We depend upon certain key personnel and may not be able to retain these employees. If we lose the services of these individuals or cannot hire additional qualified personnel, our business will be harmed.
     Our success also depends to a substantial degree on our ability to attract, motivate and retain highly-qualified personnel. There is considerable competition for the services of highly-qualified technical and engineering personnel. We may not be able either to retain our current personnel or hire additional qualified personnel if and when needed.
     Our future performance depends on the continued service of our key technical, managerial and marketing personnel; in particular, David Hershberg, our Chairman, Chief Executive Officer and President, is key to our success based upon his individual knowledge of the markets in which we operate. The employment of any of our key personnel could cease at any time.
Satellites upon which we rely may malfunction or be damaged or lost.
     In the delivery of our services, we lease space segment from various satellite transponder vendors. The damage or loss of any of the satellites used by us, or the temporary or permanent malfunction of any of the satellites upon which we rely, would likely result in the interruption of our satellite-based communications services. This interruption could have a material adverse effect on our business, results of operations and financial condition.
We depend on our suppliers, some of which are our sole or a limited source of supply, and the loss of these suppliers could materially adversely affect our business, results of operations and financial condition.
     We currently obtain most of our critical components and services from limited sources and generally do not maintain significant inventories or have long-term or exclusive supply contracts with our vendors. We have from time to time experienced delays in receiving products from vendors due to lack of availability, quality control or manufacturing problems, shortages of materials or components or product design difficulties. We may experience delays in the future and replacement services or products may not be available when needed, or at all, or at commercially reasonable rates or prices. If we were to change some of our vendors, we would have to perform additional testing procedures on the service or product supplied by the new vendors, which would prevent or delay the availability of our products and services. Furthermore, our costs could increase significantly if we need to change vendors. If we do not receive timely deliveries of quality products and services, or if there are significant increases in the prices of these products or services, it could have a material adverse effect on our business, results of operations and financial condition.
Our network may experience security breaches, which could disrupt our services.

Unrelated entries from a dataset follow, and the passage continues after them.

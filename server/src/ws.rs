//! WebSocket-Endpunkt
//!
//! Loest die Identitaet auf, reserviert einen Verbindungsplatz und uebergibt
//! den Socket nach dem Upgrade an eine `ClientConnection`.

use std::sync::atomic::{AtomicUsize, Ordering};
use std::sync::Arc;

use axum::{
    extract::{ws::WebSocketUpgrade, State},
    http::{HeaderMap, StatusCode},
    response::{IntoResponse, Response},
    Json,
};
use futures_util::StreamExt;
use sprintwerk_core::SprintwerkError;
use sprintwerk_realtime::{ClientConnection, Hub, RaumZugriff};
use tokio_util::task::TaskTracker;

use crate::identitaet::IdentitaetsAufloeser;

/// Gemeinsamer Zustand der HTTP-Handler
#[derive(Clone)]
pub struct AppState {
    pub hub: Arc<Hub>,
    pub identitaet: Arc<dyn IdentitaetsAufloeser>,
    pub zugriff: Arc<dyn RaumZugriff>,
    pub plaetze: VerbindungsPlaetze,
    /// Laufende Verbindungs-Tasks, damit der Shutdown auf sie warten kann
    pub verbindungen: TaskTracker,
}

// ---------------------------------------------------------------------------
// Verbindungsplaetze
// ---------------------------------------------------------------------------

/// Harte Obergrenze fuer gleichzeitige Verbindungen
///
/// Der Platz wird vor dem Upgrade reserviert und erst freigegeben, wenn die
/// Verbindung vollstaendig beendet ist. Parallele Upgrades koennen das Limit
/// damit nicht ueberschreiten.
#[derive(Debug, Clone)]
pub struct VerbindungsPlaetze {
    belegt: Arc<AtomicUsize>,
    max: usize,
}

impl VerbindungsPlaetze {
    pub fn neu(max: usize) -> Self {
        Self {
            belegt: Arc::new(AtomicUsize::new(0)),
            max,
        }
    }

    /// Reserviert einen Platz, `None` wenn alle belegt sind
    pub fn reservieren(&self) -> Option<VerbindungsPlatz> {
        self.belegt
            .fetch_update(Ordering::AcqRel, Ordering::Acquire, |n| {
                (n < self.max).then_some(n + 1)
            })
            .ok()
            .map(|_| VerbindungsPlatz {
                belegt: Arc::clone(&self.belegt),
            })
    }

    pub fn belegt(&self) -> usize {
        self.belegt.load(Ordering::Acquire)
    }

    pub fn max(&self) -> usize {
        self.max
    }
}

/// Reservierter Platz, wird beim Drop freigegeben
#[derive(Debug)]
pub struct VerbindungsPlatz {
    belegt: Arc<AtomicUsize>,
}

impl Drop for VerbindungsPlatz {
    fn drop(&mut self) {
        self.belegt.fetch_sub(1, Ordering::AcqRel);
    }
}

// ---------------------------------------------------------------------------
// Handler
// ---------------------------------------------------------------------------

/// `GET /ws` – WebSocket-Upgrade fuer eine authentifizierte Sitzung
pub async fn ws_handler(
    State(state): State<AppState>,
    headers: HeaderMap,
    ws: WebSocketUpgrade,
) -> Response {
    let user_id = match state.identitaet.aufloesen(&headers).await {
        Ok(uid) => uid,
        Err(e) => {
            tracing::debug!(fehler = %e, "Upgrade ohne Identitaet abgelehnt");
            return fehler_antwort(StatusCode::UNAUTHORIZED, &e);
        }
    };

    let Some(platz) = state.plaetze.reservieren() else {
        tracing::warn!(
            user_id = %user_id,
            max = state.plaetze.max(),
            "Verbindungslimit erreicht"
        );
        return fehler_antwort(StatusCode::SERVICE_UNAVAILABLE, &SprintwerkError::ServerVoll);
    };

    let max_frame = state.hub.config().max_frame_groesse;
    let verbindung = ClientConnection::neu(Arc::clone(&state.hub), Arc::clone(&state.zugriff));
    // Schlaegt das Upgrade fehl, wird die Closure samt Platz und Token verworfen
    let token = state.verbindungen.token();

    ws.max_message_size(max_frame)
        .max_frame_size(max_frame)
        .on_upgrade(move |socket| async move {
            let (ausgang, eingang) = socket.split();
            verbindung.verarbeiten(user_id, eingang, ausgang).await;
            drop(platz);
            drop(token);
        })
}

fn fehler_antwort(status: StatusCode, fehler: &SprintwerkError) -> Response {
    let body = serde_json::json!({
        "error": {
            "code": fehler.code(),
            "message": fehler.to_string(),
        }
    });
    (status, Json(body)).into_response()
}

     Our network infrastructure may be vulnerable to computer viruses, break-ins, denial of service attacks and similar disruptive problems caused by our customers or other Internet users. Computer viruses, break-ins, denial of service attacks or other problems caused by third parties could lead to interruptions, delays or cessation in service to our customers. There currently is no existing technology that provides absolute security. We may face liability to customers for such security breaches. Furthermore, these incidents could deter potential customers and adversely affect existing customer relationships.
If the satellite communications industry fails to continue to develop or new technology makes it obsolete, our business and financial condition will be harmed.
     Our business is dependent on the continued success and development of satellite communications technology, which competes with terrestrial communications transport technologies like terrestrial microwave, coaxial cable and fiber optic communications systems. Fiber optic communications systems have penetrated areas in which we have traditionally provided services. If the satellite communications industry fails to continue to develop, or if any technological development significantly improves the cost or efficiency of competing terrestrial systems relative to satellite systems, then our business and financial condition would be materially harmed.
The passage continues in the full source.